• **Work order**
Search the entries below for the word "Always" and copy every line where it appears.

• **Source records**
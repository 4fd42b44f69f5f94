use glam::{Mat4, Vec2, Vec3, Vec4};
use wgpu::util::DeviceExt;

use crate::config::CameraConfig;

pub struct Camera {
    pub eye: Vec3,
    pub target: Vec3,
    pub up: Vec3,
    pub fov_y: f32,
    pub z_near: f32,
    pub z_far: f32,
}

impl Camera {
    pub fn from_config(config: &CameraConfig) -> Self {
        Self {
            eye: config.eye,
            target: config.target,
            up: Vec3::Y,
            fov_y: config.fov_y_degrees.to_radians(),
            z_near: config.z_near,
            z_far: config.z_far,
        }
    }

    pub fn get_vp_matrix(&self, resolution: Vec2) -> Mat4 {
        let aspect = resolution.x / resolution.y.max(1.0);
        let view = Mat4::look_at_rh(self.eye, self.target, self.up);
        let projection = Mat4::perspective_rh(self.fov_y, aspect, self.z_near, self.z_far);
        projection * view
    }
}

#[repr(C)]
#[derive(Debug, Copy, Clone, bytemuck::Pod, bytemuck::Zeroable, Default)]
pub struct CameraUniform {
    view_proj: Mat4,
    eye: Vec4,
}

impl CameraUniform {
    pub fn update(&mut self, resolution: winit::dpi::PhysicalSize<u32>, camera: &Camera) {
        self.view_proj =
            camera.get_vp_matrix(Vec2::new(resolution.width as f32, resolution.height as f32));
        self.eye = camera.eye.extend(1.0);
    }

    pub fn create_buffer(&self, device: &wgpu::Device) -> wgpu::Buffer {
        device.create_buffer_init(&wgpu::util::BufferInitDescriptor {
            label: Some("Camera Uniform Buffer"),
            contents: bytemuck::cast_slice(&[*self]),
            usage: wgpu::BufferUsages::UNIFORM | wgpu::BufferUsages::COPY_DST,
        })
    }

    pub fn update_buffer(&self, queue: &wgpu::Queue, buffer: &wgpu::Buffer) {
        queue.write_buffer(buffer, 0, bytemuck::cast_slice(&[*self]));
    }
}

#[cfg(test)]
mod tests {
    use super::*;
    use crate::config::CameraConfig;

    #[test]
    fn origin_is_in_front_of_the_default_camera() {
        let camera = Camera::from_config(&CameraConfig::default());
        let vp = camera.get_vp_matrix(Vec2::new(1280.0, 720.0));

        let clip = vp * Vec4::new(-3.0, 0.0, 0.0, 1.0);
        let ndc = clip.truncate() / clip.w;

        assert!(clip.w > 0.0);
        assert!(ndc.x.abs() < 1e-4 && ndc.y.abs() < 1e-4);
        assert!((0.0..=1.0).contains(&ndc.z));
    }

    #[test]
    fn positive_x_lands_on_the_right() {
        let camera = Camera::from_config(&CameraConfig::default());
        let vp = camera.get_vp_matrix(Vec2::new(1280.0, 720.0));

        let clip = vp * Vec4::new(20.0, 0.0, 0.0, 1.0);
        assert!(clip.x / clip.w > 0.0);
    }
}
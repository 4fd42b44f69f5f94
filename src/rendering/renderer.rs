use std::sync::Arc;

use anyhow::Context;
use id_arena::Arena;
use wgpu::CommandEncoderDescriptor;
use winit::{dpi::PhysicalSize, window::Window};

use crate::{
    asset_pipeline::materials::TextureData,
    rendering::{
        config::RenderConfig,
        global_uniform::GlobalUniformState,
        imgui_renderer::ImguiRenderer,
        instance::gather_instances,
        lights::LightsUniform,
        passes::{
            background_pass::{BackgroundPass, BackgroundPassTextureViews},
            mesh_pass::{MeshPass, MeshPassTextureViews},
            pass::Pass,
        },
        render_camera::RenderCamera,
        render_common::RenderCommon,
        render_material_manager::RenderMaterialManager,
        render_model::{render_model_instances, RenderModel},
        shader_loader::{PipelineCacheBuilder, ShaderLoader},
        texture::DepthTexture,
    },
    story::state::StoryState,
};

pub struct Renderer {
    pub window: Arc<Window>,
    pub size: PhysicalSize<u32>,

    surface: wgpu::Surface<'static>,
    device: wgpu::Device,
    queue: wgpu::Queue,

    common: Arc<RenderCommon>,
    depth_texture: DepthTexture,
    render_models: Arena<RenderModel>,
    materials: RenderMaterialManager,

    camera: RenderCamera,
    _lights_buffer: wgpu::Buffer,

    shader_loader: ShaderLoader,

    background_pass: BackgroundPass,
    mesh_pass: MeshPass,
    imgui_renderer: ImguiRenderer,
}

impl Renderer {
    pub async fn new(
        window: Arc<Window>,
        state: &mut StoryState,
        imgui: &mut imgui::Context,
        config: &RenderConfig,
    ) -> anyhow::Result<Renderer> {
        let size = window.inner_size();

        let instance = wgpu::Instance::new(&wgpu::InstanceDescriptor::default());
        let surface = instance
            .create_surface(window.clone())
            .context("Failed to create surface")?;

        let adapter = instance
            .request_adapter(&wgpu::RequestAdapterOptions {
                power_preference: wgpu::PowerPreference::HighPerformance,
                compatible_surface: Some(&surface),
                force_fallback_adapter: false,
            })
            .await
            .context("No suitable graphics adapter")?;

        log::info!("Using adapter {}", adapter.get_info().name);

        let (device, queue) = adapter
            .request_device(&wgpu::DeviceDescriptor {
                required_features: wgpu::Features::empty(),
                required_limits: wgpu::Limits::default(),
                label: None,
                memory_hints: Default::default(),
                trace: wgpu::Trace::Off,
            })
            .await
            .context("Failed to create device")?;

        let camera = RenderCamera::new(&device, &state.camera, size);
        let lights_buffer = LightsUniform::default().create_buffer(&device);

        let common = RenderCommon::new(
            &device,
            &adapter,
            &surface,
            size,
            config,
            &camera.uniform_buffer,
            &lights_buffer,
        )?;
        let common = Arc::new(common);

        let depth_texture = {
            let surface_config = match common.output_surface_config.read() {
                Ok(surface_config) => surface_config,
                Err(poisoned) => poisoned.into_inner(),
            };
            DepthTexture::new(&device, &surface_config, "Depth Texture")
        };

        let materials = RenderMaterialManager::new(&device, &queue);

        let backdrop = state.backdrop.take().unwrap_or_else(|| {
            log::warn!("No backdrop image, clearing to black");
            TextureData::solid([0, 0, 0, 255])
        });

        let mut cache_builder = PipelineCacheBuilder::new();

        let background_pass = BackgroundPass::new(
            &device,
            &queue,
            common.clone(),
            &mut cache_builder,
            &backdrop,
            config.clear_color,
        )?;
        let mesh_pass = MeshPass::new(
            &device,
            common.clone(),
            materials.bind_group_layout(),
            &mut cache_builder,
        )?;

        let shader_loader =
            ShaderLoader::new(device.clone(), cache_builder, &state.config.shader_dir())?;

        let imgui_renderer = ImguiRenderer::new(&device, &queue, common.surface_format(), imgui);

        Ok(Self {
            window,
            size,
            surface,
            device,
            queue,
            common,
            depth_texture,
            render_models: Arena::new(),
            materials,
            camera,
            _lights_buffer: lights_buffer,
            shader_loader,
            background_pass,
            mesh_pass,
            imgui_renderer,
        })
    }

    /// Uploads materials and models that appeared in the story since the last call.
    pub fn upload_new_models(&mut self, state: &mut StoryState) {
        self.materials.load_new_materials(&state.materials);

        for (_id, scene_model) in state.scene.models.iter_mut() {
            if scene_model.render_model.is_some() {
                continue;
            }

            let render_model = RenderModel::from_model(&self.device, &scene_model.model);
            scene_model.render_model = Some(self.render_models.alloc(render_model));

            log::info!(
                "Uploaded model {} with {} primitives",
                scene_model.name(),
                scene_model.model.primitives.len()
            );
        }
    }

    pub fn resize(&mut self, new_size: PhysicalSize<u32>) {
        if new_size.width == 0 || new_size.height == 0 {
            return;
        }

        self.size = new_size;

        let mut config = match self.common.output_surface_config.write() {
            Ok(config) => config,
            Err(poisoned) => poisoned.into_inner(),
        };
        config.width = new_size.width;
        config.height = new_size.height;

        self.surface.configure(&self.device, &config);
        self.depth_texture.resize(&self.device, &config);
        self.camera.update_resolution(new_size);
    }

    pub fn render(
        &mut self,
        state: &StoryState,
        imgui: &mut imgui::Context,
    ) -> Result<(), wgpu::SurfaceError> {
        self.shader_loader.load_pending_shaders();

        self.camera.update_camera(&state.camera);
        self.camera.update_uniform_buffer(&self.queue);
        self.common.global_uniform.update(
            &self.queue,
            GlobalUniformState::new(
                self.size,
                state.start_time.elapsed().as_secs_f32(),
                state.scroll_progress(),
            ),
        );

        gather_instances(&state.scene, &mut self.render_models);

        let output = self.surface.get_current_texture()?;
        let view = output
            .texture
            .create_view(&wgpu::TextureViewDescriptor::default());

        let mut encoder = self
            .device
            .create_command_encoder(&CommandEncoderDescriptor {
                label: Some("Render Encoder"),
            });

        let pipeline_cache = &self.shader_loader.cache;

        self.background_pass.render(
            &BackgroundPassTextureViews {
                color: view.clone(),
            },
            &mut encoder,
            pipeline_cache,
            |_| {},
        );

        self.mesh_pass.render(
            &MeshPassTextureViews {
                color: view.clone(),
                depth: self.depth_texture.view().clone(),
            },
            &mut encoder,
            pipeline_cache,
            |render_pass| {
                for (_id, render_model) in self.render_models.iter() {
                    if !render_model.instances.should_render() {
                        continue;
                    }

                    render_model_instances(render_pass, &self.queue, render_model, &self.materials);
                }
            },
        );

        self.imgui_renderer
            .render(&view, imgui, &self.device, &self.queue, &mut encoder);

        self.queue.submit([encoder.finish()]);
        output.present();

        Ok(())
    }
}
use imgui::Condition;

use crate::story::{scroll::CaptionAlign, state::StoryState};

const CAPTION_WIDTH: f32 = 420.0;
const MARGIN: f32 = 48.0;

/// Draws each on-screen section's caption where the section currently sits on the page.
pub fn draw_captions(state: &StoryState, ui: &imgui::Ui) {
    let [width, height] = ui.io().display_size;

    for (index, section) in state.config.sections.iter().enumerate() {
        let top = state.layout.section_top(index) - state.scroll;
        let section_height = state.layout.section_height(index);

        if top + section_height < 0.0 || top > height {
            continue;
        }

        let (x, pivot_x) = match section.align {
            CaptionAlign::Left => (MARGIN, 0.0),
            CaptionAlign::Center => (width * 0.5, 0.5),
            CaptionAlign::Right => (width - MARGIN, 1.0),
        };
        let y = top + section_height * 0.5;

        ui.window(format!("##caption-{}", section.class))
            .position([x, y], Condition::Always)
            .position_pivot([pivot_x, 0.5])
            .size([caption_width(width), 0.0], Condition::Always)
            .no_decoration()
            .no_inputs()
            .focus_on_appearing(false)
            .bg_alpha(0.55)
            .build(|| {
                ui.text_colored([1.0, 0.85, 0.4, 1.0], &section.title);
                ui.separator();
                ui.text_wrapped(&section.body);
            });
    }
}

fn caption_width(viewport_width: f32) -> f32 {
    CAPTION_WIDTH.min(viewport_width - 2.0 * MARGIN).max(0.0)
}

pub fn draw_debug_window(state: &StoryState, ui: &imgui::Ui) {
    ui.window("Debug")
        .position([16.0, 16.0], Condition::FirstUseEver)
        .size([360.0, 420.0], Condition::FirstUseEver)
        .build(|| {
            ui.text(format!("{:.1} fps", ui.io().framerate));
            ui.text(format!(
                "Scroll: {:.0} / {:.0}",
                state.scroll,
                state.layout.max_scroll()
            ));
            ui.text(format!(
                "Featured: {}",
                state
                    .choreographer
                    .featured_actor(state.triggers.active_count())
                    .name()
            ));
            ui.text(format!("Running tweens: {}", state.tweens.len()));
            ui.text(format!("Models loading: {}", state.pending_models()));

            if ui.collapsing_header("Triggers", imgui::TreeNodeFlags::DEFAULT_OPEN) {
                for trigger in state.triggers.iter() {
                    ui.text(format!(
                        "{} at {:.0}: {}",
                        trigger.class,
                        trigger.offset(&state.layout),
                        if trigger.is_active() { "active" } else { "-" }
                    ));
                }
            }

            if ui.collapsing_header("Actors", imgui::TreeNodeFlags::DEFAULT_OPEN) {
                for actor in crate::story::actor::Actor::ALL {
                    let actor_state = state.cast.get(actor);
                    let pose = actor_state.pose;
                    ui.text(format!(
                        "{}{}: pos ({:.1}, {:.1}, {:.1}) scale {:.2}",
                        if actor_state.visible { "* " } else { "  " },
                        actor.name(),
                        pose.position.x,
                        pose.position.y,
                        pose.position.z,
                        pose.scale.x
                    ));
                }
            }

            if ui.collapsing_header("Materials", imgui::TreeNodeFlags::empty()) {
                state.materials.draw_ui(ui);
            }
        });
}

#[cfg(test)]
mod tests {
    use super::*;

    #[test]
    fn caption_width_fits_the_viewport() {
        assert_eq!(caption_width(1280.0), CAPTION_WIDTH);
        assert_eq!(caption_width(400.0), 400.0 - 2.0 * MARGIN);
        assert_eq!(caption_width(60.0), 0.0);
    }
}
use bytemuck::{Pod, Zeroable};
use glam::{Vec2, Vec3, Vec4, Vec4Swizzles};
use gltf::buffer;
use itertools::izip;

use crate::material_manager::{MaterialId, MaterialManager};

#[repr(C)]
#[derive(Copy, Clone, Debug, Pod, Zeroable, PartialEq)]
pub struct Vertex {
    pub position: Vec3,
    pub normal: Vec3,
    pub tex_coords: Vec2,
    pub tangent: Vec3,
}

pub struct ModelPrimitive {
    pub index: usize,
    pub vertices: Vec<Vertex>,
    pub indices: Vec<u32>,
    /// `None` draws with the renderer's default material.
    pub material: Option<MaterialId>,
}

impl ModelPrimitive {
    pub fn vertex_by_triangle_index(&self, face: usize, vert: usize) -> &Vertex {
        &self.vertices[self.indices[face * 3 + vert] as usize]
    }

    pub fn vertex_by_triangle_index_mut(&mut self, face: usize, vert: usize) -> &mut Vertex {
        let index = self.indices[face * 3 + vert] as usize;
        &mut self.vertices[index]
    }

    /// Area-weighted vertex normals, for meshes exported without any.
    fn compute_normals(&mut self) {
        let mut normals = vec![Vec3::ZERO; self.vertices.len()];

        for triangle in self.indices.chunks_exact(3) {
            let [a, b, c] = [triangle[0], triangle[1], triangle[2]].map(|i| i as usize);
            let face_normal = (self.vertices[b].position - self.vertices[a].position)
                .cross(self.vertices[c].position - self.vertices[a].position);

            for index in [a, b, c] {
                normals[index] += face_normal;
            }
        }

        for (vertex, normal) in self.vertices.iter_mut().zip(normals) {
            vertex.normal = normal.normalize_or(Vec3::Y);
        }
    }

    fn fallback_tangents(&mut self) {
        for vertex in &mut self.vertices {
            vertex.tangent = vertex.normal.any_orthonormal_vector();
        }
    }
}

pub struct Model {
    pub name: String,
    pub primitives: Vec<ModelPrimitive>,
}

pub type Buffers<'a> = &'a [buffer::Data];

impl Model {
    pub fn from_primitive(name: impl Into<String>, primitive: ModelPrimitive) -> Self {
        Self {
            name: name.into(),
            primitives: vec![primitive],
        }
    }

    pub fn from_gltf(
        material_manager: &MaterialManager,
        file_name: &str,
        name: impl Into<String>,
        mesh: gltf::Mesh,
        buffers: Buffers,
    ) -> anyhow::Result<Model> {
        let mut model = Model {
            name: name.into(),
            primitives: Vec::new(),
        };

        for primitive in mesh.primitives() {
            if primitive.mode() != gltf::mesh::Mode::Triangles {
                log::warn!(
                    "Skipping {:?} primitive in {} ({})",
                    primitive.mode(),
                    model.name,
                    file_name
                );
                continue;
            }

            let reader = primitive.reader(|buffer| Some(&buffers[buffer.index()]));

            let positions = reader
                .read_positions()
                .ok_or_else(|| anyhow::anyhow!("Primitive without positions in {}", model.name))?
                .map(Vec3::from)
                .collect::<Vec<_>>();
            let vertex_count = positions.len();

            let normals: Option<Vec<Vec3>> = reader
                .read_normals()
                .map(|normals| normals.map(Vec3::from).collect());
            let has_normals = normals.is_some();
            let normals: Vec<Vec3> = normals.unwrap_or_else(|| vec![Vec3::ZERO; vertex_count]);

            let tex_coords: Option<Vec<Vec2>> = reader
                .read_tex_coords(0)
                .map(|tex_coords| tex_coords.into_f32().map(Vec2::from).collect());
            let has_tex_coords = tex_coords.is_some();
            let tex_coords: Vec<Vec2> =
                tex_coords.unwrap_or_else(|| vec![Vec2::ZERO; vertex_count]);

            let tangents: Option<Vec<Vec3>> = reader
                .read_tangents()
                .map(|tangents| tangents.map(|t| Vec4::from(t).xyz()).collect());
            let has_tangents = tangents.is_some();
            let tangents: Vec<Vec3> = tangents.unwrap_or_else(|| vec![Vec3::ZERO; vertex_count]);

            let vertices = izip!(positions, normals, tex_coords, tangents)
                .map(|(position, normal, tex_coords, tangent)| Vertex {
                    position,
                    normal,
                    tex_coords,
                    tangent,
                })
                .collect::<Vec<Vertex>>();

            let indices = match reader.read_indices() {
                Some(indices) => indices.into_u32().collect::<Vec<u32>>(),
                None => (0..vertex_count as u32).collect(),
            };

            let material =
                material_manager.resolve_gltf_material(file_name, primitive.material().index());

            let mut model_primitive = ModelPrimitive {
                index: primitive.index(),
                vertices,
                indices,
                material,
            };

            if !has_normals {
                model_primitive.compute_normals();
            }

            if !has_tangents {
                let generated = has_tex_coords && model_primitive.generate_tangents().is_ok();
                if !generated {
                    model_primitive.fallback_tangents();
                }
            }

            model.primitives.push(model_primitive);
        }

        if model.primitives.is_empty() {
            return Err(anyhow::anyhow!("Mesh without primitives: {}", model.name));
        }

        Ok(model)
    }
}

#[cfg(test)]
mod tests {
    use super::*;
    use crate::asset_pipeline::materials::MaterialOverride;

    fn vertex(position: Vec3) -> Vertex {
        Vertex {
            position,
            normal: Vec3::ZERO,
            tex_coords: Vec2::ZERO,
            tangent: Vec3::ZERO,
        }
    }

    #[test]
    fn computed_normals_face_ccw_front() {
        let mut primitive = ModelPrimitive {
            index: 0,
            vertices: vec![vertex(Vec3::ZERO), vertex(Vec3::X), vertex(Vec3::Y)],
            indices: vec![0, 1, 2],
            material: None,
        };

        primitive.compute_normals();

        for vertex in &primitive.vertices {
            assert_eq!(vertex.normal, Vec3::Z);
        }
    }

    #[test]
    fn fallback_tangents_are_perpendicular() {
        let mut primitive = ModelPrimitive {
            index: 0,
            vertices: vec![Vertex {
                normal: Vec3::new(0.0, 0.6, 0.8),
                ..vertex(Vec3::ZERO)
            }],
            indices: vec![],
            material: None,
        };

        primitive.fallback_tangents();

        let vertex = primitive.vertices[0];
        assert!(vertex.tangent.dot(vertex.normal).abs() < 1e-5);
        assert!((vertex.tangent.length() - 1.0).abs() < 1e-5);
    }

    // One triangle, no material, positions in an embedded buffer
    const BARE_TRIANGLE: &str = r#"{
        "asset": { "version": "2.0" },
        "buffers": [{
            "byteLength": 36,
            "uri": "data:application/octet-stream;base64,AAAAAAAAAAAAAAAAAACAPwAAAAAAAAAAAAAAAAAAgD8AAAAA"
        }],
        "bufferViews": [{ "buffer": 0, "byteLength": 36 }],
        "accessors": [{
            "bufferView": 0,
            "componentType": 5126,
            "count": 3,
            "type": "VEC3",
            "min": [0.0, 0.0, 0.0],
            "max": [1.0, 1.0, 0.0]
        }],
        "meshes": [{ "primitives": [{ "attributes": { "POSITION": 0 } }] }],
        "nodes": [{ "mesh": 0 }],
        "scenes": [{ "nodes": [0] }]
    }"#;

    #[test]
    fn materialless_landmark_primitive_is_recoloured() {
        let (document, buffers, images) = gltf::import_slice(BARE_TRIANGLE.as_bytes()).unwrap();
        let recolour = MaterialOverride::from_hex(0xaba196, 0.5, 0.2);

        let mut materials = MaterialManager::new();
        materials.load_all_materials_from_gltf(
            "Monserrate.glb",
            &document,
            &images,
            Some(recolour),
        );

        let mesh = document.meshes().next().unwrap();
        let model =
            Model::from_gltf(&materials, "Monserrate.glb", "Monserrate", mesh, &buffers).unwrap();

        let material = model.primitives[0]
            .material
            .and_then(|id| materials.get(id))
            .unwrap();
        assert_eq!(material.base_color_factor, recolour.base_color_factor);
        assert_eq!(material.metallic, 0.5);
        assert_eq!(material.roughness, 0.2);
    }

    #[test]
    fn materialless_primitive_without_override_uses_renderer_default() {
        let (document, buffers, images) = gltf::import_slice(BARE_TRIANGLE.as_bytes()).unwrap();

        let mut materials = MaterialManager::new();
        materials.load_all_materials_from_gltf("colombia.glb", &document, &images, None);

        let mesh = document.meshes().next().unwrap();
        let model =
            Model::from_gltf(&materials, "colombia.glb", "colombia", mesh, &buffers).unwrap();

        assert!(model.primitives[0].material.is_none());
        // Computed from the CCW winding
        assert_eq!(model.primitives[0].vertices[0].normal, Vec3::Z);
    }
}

• **Response area**
            .position([x, y], Condition::Always)
            .size([caption_width(width), 0.0], Condition::Always)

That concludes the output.